Un camión de baldeo de la empresa municipal Servilimpce presta servicio de limpieza en el Parque Urbano Juan Carlos I durante la mañana de un domingo cualquiera. Hasta aquí, todo parece normal. Sin embargo, si se observa con detenimiento la imagen, hay un detalle que llama poderosamente la atención: el operario no está limpiando el mobiliario urbano, sino el de la terraza de un local de hostelería dentro del parque. Una labor que poco tiene que ver con las funciones que debe desempeñar una empresa municipal y que recuerda a aquella que las Brigadas Verdes realizaron hace más de una década en la residencia de un viceconsejero en la carretera del Pantano.
Algunos vecinos de Ceuta que pudieron presenciar la escena no tardaron en ironizar: "Ya puestos, que vengan y me limpien el coche", comentaba uno.
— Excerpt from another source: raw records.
//! TRON adapters: Tronscan and TronGrid. Balances are in sun (1 TRX = 1e6 sun).

use rust_decimal::Decimal;
use serde_json::Value;
use tracing::debug;

use crate::models::errors::{AppError, AppResult};
use crate::models::types::{Chain, FetchedAccount, TxSummary};
use crate::providers::http::HttpClient;
use crate::providers::json::{as_i64, as_u64, display_str, from_unix_millis, oldest, require};
use crate::utils::constants::MAX_RECENT_TXS;
use crate::utils::units::{format_raw, json_raw_amount, raw_to_chain_native};

fn sun_amount(value: &Value) -> AppResult<u128> {
    json_raw_amount(value).ok_or_else(|| AppError::invalid_response("TRX balance is not numeric"))
}

fn display_sun(value: Option<&Value>) -> String {
    value
        .and_then(json_raw_amount)
        .map(|raw| format_raw(raw, Chain::Tron))
        .unwrap_or_else(|| "-".to_string())
}

// ============================================
// TRONSCAN
// ============================================

pub async fn fetch_tronscan(http: &HttpClient, base_url: &str, address: &str) -> AppResult<FetchedAccount> {
    let doc = http
        .get_json(&format!("{}/account?address={}", base_url, address))
        .await?;
    let account = parse_tronscan_account(&doc)?;

    let history_url = format!(
        "{}/transaction?sort=-timestamp&count=true&limit={}&start=0&address={}",
        base_url, MAX_RECENT_TXS, address
    );
    match http.get_json(&history_url).await.and_then(|doc| parse_tronscan_transactions(&doc)) {
        Ok((total, transactions)) => {
            let first_seen = account
                .first_seen
                .or_else(|| oldest(transactions.iter().map(|tx| tx.timestamp)));
            Ok(FetchedAccount {
                tx_count: account.tx_count.max(total),
                ..account
            }
            .with_first_seen(first_seen)
            .with_transactions(transactions))
        }
        Err(e) => {
            debug!("Tronscan history failed for {}: {}", address, e);
            Ok(account.mark_partial())
        }
    }
}

pub fn parse_tronscan_account(doc: &Value) -> AppResult<FetchedAccount> {
    let balance = raw_to_chain_native(sun_amount(require(doc, "/balance")?)?, Chain::Tron)?;
    let tx_count = doc.get("totalTransactionCount").and_then(as_u64).unwrap_or(0);
    let created = doc
        .get("date_created")
        .and_then(as_i64)
        .and_then(from_unix_millis);

    Ok(FetchedAccount::new(balance)
        .with_tx_count(tx_count)
        .with_first_seen(created))
}

/// `(total, newest transactions)` from `/transaction`
pub fn parse_tronscan_transactions(doc: &Value) -> AppResult<(u64, Vec<TxSummary>)> {
    let entries = require(doc, "/data")?
        .as_array()
        .ok_or_else(|| AppError::invalid_response("Tronscan data is not an array"))?;
    let total = doc.get("total").and_then(as_u64).unwrap_or(entries.len() as u64);

    let transactions = entries
        .iter()
        .map(|tx| TxSummary {
            hash: display_str(tx, "hash"),
            timestamp: tx.get("timestamp").and_then(as_i64).and_then(from_unix_millis),
            from: display_str(tx, "ownerAddress"),
            to: display_str(tx, "toAddress"),
            value: display_sun(tx.get("amount")),
        })
        .collect();
    Ok((total, transactions))
}

// ============================================
// TRONGRID
// ============================================

pub async fn fetch_trongrid(http: &HttpClient, base_url: &str, address: &str) -> AppResult<FetchedAccount> {
    let doc = http
        .get_json(&format!("{}/v1/accounts/{}", base_url, address))
        .await?;
    let account = parse_trongrid_account(&doc)?;

    let history_url = format!(
        "{}/v1/accounts/{}/transactions?limit={}&order_by=block_timestamp,desc",
        base_url, address, MAX_RECENT_TXS
    );
    match http.get_json(&history_url).await.and_then(|doc| parse_trongrid_transactions(&doc)) {
        Ok(transactions) => {
            let listed = transactions.len() as u64;
            let first_seen = account
                .first_seen
                .or_else(|| oldest(transactions.iter().map(|tx| tx.timestamp)));
            Ok(FetchedAccount {
                tx_count: account.tx_count.max(listed),
                ..account
            }
            .with_first_seen(first_seen)
            .with_transactions(transactions))
        }
        Err(e) => {
            debug!("TronGrid history failed for {}: {}", address, e);
            Ok(account.mark_partial())
        }
    }
}

/// `{"data":[{...}],"success":true}`; empty `data` is an unactivated account
pub fn parse_trongrid_account(doc: &Value) -> AppResult<FetchedAccount> {
    if doc.get("success").and_then(Value::as_bool) == Some(false) {
        let message = doc.get("error").and_then(Value::as_str).unwrap_or("request failed");
        return Err(AppError::invalid_response(format!("TronGrid error: {}", message)));
    }
    let entries = require(doc, "/data")?
        .as_array()
        .ok_or_else(|| AppError::invalid_response("TronGrid data is not an array"))?;

    let Some(entry) = entries.first() else {
        return Ok(FetchedAccount::new(Decimal::ZERO));
    };

    // Accounts holding zero TRX omit `balance`
    let raw = match entry.get("balance") {
        Some(value) => sun_amount(value)?,
        None => 0,
    };
    let created = entry
        .get("create_time")
        .and_then(as_i64)
        .and_then(from_unix_millis);

    Ok(FetchedAccount::new(raw_to_chain_native(raw, Chain::Tron)?).with_first_seen(created))
}

pub fn parse_trongrid_transactions(doc: &Value) -> AppResult<Vec<TxSummary>> {
    let entries = require(doc, "/data")?
        .as_array()
        .ok_or_else(|| AppError::invalid_response("TronGrid data is not an array"))?;

    Ok(entries
        .iter()
        .map(|tx| {
            let transfer = tx
                .pointer("/raw_data/contract/0/parameter/value")
                .unwrap_or(&Value::Null);
            TxSummary {
                hash: display_str(tx, "txID"),
                timestamp: tx.get("block_timestamp").and_then(as_i64).and_then(from_unix_millis),
                from: display_str(transfer, "owner_address"),
                to: display_str(transfer, "to_address"),
                value: display_sun(transfer.get("amount")),
            }
        })
        .collect())
}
Otro, por su parte, preferiría que le lavaran las persianas de su casa.
Bromas aparte, resulta llamativo que una empresa municipal de limpieza preste servicios a particulares, aunque haya sido algo puntual y una excepción a la norma. Mientras tanto, numerosas voces, sobre todo las de los algunos presidentes de barriadas, claman por una mayor presencia de los operarios de Servilimpce y por una mayor frecuencia de baldeos en sus calles.
Sea como fuere, lo cierto es que poco o nada ha cambiado, más allá de la imagen corporativa de la empresa de limpieza y recogida de residuos sólidos urbanos de Ceuta y la distribución de unos contenedores de residuos supuestamente "más resistentes y sostenibles" en los mercados de Ceuta. Mientras tanto, hay barrios que llevan casi tres años sin contenedores de reciclaje, a pesar de que estos ya fueron solicitados tras ser vandalizados al anterior consejero del área, Yamal Dris.
Vicios viejos bajo una nueva marca que, por ahora, no logra limpiar la mala imagen que TRACE se ganó durante años.